Myoho rappresenta il ciclo di vita e
morte, l’eterno ritmico alternarsi della fase visibile e invisibile, manifesta e latente di ogni fenomeno; quella dimensione, quel funzionamento regolato da una legge misteriosa, che va al di là della nostra comprensione. E il punto di partenza del Buddismo: il misterioso ritmo del mutamento continuo di tutte le cose, della loro impermanenza. Il ciclo dove niente si distrugge, ma tutto si trasforma: un pensiero, un’emozione, noi stessi, le onde del mare, le foglie di un albero…
Scrive Nichiren Daishonin: “Concepire la vita e la morte come due realtà separate vuol dire essere presi nell’illusione di nascita e morte. E un modo di pensare illuso e rovesciato. Quando si esamina la natura della vita con perfetta
Illuminazione, si scopre che non c’è nessun inizio a marcare la nascita e, quindi, nessuna fine che significa morte. Così concepita, la vita non trascende forse nascita e morte? La vita non può esser consumata dal fuoco, né può essere travolta dalle inondazioni. Non può essere tagliata dalle spade né trafitta dalle frecce. Può stare dentro un seme di senape senza che questo si espanda o che la vita si contragga. Anche se riempie la vastità dello spazio, questo non è troppo ampio ed essa non è troppo piccola”.
Renge rappresenta la simultaneità della causa e dell’effetto. Il fatto che quel che siamo o quel che ci accade è sempre riconducibile a una causa che sta dentro di noi e che, proprio per questo, possiamo cambiare in meglio, una volta che si dispone del mezzo appropriato. La vita è nelle nostre mani, assicura il
Buddismo. Il “destino” lo creiamo noi stessi ponendo continuamente cause che prima o poi tornano sotto forma di effetti (quel che il Buddismo chiama karma). Questo significa che la soluzione a tutti i problemi è già pronta dentro di noi. Come in un seme sono già presenti tutte le caratteristiche di un grande albero.
Kyo rappresenta l’ordito di un tessuto. Un filo che attraversa la trama, tesse l’intreccio complesso dei fenomeni vitali nel cosmo. Ma kyo è principalmente il suono, la vibrazione, la sinfonia della vita universale. La musica impalpabile che è in grado di generare energia, sensazioni, emozioni concrete, felicità illimitata.

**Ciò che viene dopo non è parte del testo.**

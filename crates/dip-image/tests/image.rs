/*
 * Copyright (c) 2023.
 *
 * This software is free software;
 *
 * You can redistribute it or modify it under terms of the MIT, Apache License or Zlib license
 */

use dip_core::options::DecoderOptions;
use dip_image::errors::ImageErrors;
use dip_image::image::Image;
use dip_image::pipelines::Pipeline;
use dip_image::traits::OperationsTrait;
use nanorand::Rng;

struct AddOne;

impl OperationsTrait for AddOne {
    fn name(&self) -> &'static str {
        "add one"
    }

    fn execute_impl(&self, image: &mut Image) -> Result<(), ImageErrors> {
        image
            .pixels_mut()
            .iter_mut()
            .for_each(|x| *x = x.saturating_add(1));
        Ok(())
    }
}

fn random_image(width: usize, height: usize, channels: usize) -> Image {
    let mut rand = nanorand::WyRand::new_seed(42);
    let mut pixels = vec![0_u8; width * height * channels];
    rand.fill(&mut pixels);
    Image::from_u8(&pixels, width, height, channels).unwrap()
}

#[test]
fn read_what_was_written() {
    let image = random_image(17, 5, 3);
    let bytes = image.write_to_vec().unwrap();

    let decoded = Image::read(&bytes, DecoderOptions::default()).unwrap();
    assert_eq!(decoded, image);
}

#[test]
fn save_and_open_from_disk() {
    let image = random_image(9, 4, 4);
    let path = std::env::temp_dir().join(format!("dip-image-save-{}.bmp", std::process::id()));

    image.save(&path).unwrap();
    let opened = Image::open(&path).unwrap();
    std::fs::remove_file(&path).unwrap();

    assert_eq!(opened, image);
}

#[test]
fn missing_file_is_an_io_error() {
    let err = Image::open("/this/path/does/not/exist.bmp").unwrap_err();
    assert!(err.is_io_error());
}

#[test]
fn mismatched_pixels_are_rejected() {
    assert!(Image::from_u8(&[0; 10], 2, 2, 3).is_err());

    let mut image = Image::fill(0, 2, 2, 3);
    assert!(image.set_pixels(vec![0; 11], 2, 2).is_err());
}

#[test]
fn set_pixels_updates_headers() {
    let mut image = Image::fill(9, 4, 4, 3);
    image.set_pixels(vec![1; 8 * 2 * 3], 8, 2).unwrap();

    assert_eq!(image.dimensions(), (8, 2));
    assert_eq!(image.headers().info.image_size, 48);
    assert!(image.is_bottom_up());
}

#[test]
fn operations_reject_unsupported_channels() {
    let mut image = Image::fill(0, 2, 2, 1);
    let err = AddOne.execute(&mut image).unwrap_err();

    assert!(matches!(err, ImageErrors::UnsupportedChannels("add one", 1)));
}

#[test]
fn pipeline_runs_every_operation_in_order() {
    let mut pipeline = Pipeline::<Image>::new();
    pipeline
        .chain_image(Image::fill(10, 3, 3, 3))
        .chain_operations(Box::new(AddOne))
        .chain_operations(Box::new(AddOne));

    pipeline.advance_to_end().unwrap();

    let images = pipeline.into_images();
    assert!(images[0].pixels().iter().all(|x| *x == 12));
}

#[test]
fn pipeline_decodes_its_source() {
    let image = random_image(3, 3, 3);
    let bytes = image.write_to_vec().unwrap();

    let mut pipeline = Pipeline::new();
    pipeline.chain_decoder(dip_bmp::BmpDecoder::new(&bytes));
    pipeline.advance_to_end().unwrap();

    assert_eq!(pipeline.images(), &[image]);
}

#[test]
fn empty_pipeline_is_an_error() {
    let mut pipeline = Pipeline::<Image>::new();
    assert!(pipeline.advance_to_end().is_err());
}

#[test]
fn metadata_serializes_to_json() {
    let image = Image::fill(0, 6, 2, 3);
    let json = serde_json::to_value(&image).unwrap();

    assert_eq!(json["width"], 6);
    assert_eq!(json["height"], 2);
    assert_eq!(json["channels"], 3);
    assert_eq!(json["info_header"]["bits_per_pixel"], 24);
}
/*
 * Copyright (c) 2023.
 *
 * This software is free software;
 *
 * You can redistribute it or modify it under terms of the MIT, Apache License or Zlib license
 */
//! Add a constant to the color channels of an image
use dip_image::errors::ImageErrors;
use dip_image::image::Image;
use dip_image::traits::OperationsTrait;

use crate::utils::COLOR_CHANNELS;

/// Brighten or darken an image
///
/// The delta is added to the blue, green and red bytes of every pixel,
/// results are clamped to `[0,255]`. Alpha is left untouched.
pub struct Brighten {
    delta: i16
}

impl Brighten {
    /// Create a new brighten operation, negative values darken
    #[must_use]
    pub fn new(delta: i16) -> Brighten {
        Brighten { delta }
    }
}

impl OperationsTrait for Brighten {
    fn name(&self) -> &'static str {
        "Brighten"
    }

    fn execute_impl(&self, image: &mut Image) -> Result<(), ImageErrors> {
        let channels = image.channels();
        brighten(image.pixels_mut(), channels, self.delta);

        Ok(())
    }
}

/// Add `delta` to the first three bytes of each `channels` wide pixel
#[allow(clippy::cast_sign_loss, clippy::cast_possible_truncation)]
pub fn brighten(pixels: &mut [u8], channels: usize, delta: i16) {
    for pixel in pixels.chunks_exact_mut(channels) {
        for pix in pixel.iter_mut().take(COLOR_CHANNELS) {
            *pix = (i16::from(*pix) + delta).clamp(0, 255) as u8;
        }
    }
}

#[cfg(test)]
mod tests {
    use crate::brighten::brighten;

    #[test]
    fn brighten_saturates() {
        let mut pixels = [10, 240, 128, 10, 240, 128];
        brighten(&mut pixels, 3, 20);
        assert_eq!(pixels, [30, 255, 148, 30, 255, 148]);

        brighten(&mut pixels, 3, -40);
        assert_eq!(pixels, [0, 215, 108, 0, 215, 108]);
    }

    #[test]
    fn alpha_is_untouched() {
        let mut pixels = [1, 2, 3, 4, 250, 250, 250, 250];
        brighten(&mut pixels, 4, 40);
        assert_eq!(pixels, [41, 42, 43, 4, 255, 255, 255, 250]);
    }
}
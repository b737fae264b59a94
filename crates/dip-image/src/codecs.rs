/*
 * Copyright (c) 2023.
 *
 * This software is free software;
 *
 * You can redistribute it or modify it under terms of the MIT, Apache License or Zlib license
 */
//! Reading and writing images from memory and files
use std::io::Write;
use std::path::Path;

use dip_bmp::{BmpDecoder, BmpEncoder};
use dip_core::log::trace;
use dip_core::options::DecoderOptions;

use crate::errors::ImageErrors;
use crate::image::Image;
use crate::traits::IntoImage;

impl Image {
    /// Decode a bitmap held in memory
    ///
    /// # Arguments
    /// - data: The encoded bytes
    /// - options: Limits and strictness for the decoder
    pub fn read(data: &[u8], options: DecoderOptions) -> Result<Image, ImageErrors> {
        BmpDecoder::new_with_options(data, options).into_image()
    }

    /// Open a bitmap file with default decoder options
    pub fn open<P: AsRef<Path>>(file: P) -> Result<Image, ImageErrors> {
        Self::open_with_options(file, DecoderOptions::default())
    }

    /// Open a bitmap file with the specified custom decoder options
    ///
    /// # Example
    ///  -  Decode a file with strict mode enabled and only expect images with less
    ///  than 100 pixels in width
    ///
    /// ```no_run
    /// use dip_core::options::DecoderOptions;
    /// use dip_image::image::Image;
    /// let options = DecoderOptions::default().set_strict_mode(true).set_max_width(100);
    /// let image = Image::open_with_options("input1.bmp", options).unwrap();
    /// ```
    pub fn open_with_options<P: AsRef<Path>>(
        file: P, options: DecoderOptions
    ) -> Result<Image, ImageErrors> {
        let path = file.as_ref();
        trace!("Reading {:?}", path);

        let data = std::fs::read(path)?;
        Self::read(&data, options)
    }

    /// Encode the image returning a vector containing the bitmap bytes
    pub fn write_to_vec(&self) -> Result<Vec<u8>, ImageErrors> {
        Ok(BmpEncoder::new(self.headers()).encode(self.pixels())?)
    }

    /// Encode the image into `sink`
    ///
    /// Returns the number of bytes written
    pub fn write_to<W: Write>(&self, sink: &mut W) -> Result<usize, ImageErrors> {
        Ok(BmpEncoder::new(self.headers()).encode_to(self.pixels(), sink)?)
    }

    /// Save the image to a file, replacing it if it exists
    pub fn save<P: AsRef<Path>>(&self, file: P) -> Result<(), ImageErrors> {
        trace!("Writing {:?}", file.as_ref());
        // open a file for which we will write directly to
        let mut file = std::io::BufWriter::new(
            std::fs::OpenOptions::new()
                .create(true)
                .write(true)
                .truncate(true)
                .open(file)?
        );
        self.write_to(&mut file)?;
        file.flush()?;

        Ok(())
    }
}
/*
 * Copyright (c) 2023.
 *
 * This software is free software;
 *
 * You can redistribute it or modify it under terms of the MIT, Apache License or Zlib license
 */
//! Sharpen an image with an integer convolution kernel
//!
//! Two 3x3 kernels are provided
//! ```text
//! laplacian           strong laplacian
//! ┌────┬────┬────┐    ┌────┬────┬────┐
//! │  0 │ -1 │  0 │    │ -1 │ -1 │ -1 │
//! ├────┼────┼────┤    ├────┼────┼────┤
//! │ -1 │  5 │ -1 │    │ -1 │  9 │ -1 │
//! ├────┼────┼────┤    ├────┼────┼────┤
//! │  0 │ -1 │  0 │    │ -1 │ -1 │ -1 │
//! └────┴────┴────┘    └────┴────┴────┘
//! ```
//! The weighted sum is clamped to `[0,255]`, pixels closer to the
//! edge than half the kernel size keep their value.
use dip_image::errors::ImageErrors;
use dip_image::image::Image;
use dip_image::traits::OperationsTrait;

use crate::utils::{invalid_parameter, COLOR_CHANNELS};

/// A square kernel with an odd side length
#[derive(Clone, Debug, Eq, PartialEq)]
pub struct Kernel {
    size:    usize,
    weights: Vec<i32>
}

impl Kernel {
    /// Identity plus the 4-neighbour laplacian
    pub const LAPLACIAN: [i32; 9] = [0, -1, 0, -1, 5, -1, 0, -1, 0];
    /// Identity plus the 8-neighbour laplacian
    pub const STRONG_LAPLACIAN: [i32; 9] = [-1, -1, -1, -1, 9, -1, -1, -1, -1];

    /// Create a kernel from row major weights
    ///
    /// # Errors
    /// If `size` is even or `weights` does not hold `size*size` values
    pub fn new(size: usize, weights: Vec<i32>) -> Result<Kernel, ImageErrors> {
        if size % 2 == 0 {
            return Err(invalid_parameter(
                "kernel",
                format!("size {size} is even, a kernel needs a center")
            ));
        }
        if weights.len() != size * size {
            return Err(invalid_parameter(
                "kernel",
                format!(
                    "{} weights given for a {size}x{size} kernel",
                    weights.len()
                )
            ));
        }
        Ok(Kernel { size, weights })
    }

    /// Create a 3x3 kernel
    #[must_use]
    pub fn from_3x3(weights: [i32; 9]) -> Kernel {
        Kernel {
            size:    3,
            weights: weights.to_vec()
        }
    }

    #[must_use]
    pub fn laplacian() -> Kernel {
        Kernel::from_3x3(Kernel::LAPLACIAN)
    }

    #[must_use]
    pub fn strong_laplacian() -> Kernel {
        Kernel::from_3x3(Kernel::STRONG_LAPLACIAN)
    }

    pub const fn size(&self) -> usize {
        self.size
    }

    pub fn weights(&self) -> &[i32] {
        &self.weights
    }
}

/// Sharpen the color channels of an image
pub struct Sharpen {
    kernel: Kernel
}

impl Sharpen {
    #[must_use]
    pub fn new(kernel: Kernel) -> Sharpen {
        Sharpen { kernel }
    }
}

impl OperationsTrait for Sharpen {
    fn name(&self) -> &'static str {
        "Sharpen"
    }

    fn execute_impl(&self, image: &mut Image) -> Result<(), ImageErrors> {
        let (width, height) = image.dimensions();
        let channels = image.channels();
        let source = image.pixels().to_vec();

        convolve_color(
            &source,
            image.pixels_mut(),
            width,
            height,
            channels,
            &self.kernel
        );
        Ok(())
    }
}

/// Convolve the first three channels of an interleaved image with `kernel`
///
/// Only the interior of `out_image` is written, callers wanting the border
/// preserved pass a copy of `in_image`.
#[allow(clippy::cast_sign_loss, clippy::cast_possible_truncation)]
pub fn convolve_color(
    in_image: &[u8], out_image: &mut [u8], width: usize, height: usize, channels: usize,
    kernel: &Kernel
) {
    let size = kernel.size();
    let half = size / 2;

    if width < size || height < size || channels == 0 {
        return;
    }
    let stride = width * channels;
    let weights = kernel.weights();

    for y in half..height - half {
        for x in half..width - half {
            for c in 0..channels.min(COLOR_CHANNELS) {
                let mut sum = 0_i64;

                for (j, kernel_row) in weights.chunks_exact(size).enumerate() {
                    let row = (y + j - half) * stride;

                    for (i, weight) in kernel_row.iter().enumerate() {
                        let pix = in_image[row + (x + i - half) * channels + c];
                        sum += i64::from(pix) * i64::from(*weight);
                    }
                }
                out_image[y * stride + x * channels + c] = sum.clamp(0, 255) as u8;
            }
        }
    }
}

“Infiniti significati derivano da un’unica Legge”, diceva
Siddharta. Myo è quest’energia; ho sono i fenomeni, gli eventi visibili; renge è la dinamica del loro reciproco influenzarsi; kyo è il suono, la vibrazione che si dipana. Nam significa entrare in sintonia, vibrare all’unisono. Recitando Nam-myohorenge-kyo ci sintonizziamo con tutto questo; riportiamo l’armonia nel nostro ritmo vitale di base. E l’effetto si manifesta concretamente nei fatti concreti della vita quotidiana. Perché anche la nostra esistenza fa parte della rete universale.